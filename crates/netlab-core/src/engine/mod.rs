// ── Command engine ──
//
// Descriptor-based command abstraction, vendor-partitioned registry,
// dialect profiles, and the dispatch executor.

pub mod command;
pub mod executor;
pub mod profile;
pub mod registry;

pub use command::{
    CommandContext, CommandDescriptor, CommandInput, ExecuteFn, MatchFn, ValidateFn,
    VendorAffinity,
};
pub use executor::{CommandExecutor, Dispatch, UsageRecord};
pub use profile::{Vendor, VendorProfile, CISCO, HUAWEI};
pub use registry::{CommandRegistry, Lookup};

------------------------------

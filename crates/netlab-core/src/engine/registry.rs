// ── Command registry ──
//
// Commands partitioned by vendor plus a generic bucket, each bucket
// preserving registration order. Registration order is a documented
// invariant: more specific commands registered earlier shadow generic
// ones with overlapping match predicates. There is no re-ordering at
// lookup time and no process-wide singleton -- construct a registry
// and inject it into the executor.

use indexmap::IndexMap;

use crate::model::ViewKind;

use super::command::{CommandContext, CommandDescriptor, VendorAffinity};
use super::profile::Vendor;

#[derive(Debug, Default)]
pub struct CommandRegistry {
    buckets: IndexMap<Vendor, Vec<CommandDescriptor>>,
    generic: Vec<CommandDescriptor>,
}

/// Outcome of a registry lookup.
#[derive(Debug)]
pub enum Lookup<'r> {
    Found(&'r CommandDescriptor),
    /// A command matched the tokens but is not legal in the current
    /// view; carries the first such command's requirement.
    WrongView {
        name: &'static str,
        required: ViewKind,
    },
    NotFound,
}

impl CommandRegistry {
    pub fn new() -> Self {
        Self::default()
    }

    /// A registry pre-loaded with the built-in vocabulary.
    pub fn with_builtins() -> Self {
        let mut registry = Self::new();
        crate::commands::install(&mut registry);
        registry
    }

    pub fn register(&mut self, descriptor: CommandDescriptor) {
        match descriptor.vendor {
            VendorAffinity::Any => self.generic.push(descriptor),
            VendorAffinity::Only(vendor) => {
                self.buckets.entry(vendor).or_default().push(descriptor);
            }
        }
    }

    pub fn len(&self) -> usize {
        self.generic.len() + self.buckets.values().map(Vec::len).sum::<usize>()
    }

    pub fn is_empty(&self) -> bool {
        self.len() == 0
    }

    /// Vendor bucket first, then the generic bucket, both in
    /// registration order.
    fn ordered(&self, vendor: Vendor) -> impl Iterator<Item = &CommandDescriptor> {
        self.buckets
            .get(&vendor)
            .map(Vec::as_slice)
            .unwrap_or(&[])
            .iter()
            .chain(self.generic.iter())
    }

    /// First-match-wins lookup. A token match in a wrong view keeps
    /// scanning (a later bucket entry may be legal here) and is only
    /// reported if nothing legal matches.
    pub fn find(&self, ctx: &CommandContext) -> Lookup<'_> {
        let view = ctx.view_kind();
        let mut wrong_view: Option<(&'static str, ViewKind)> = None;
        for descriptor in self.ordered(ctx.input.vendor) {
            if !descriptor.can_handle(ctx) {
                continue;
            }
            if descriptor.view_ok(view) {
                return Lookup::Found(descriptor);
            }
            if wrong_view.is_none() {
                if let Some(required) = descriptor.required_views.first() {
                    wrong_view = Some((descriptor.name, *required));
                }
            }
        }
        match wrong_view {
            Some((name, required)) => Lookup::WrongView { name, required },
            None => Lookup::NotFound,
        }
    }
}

------------------------------

> _Problem_: Scan the material above for the string "filename". Copy each line that holds it.

> _Response for this exercise_:
filename crates/netlab-core/src/engine/mod.rs
filename crates/netlab-core/src/engine/registry.rs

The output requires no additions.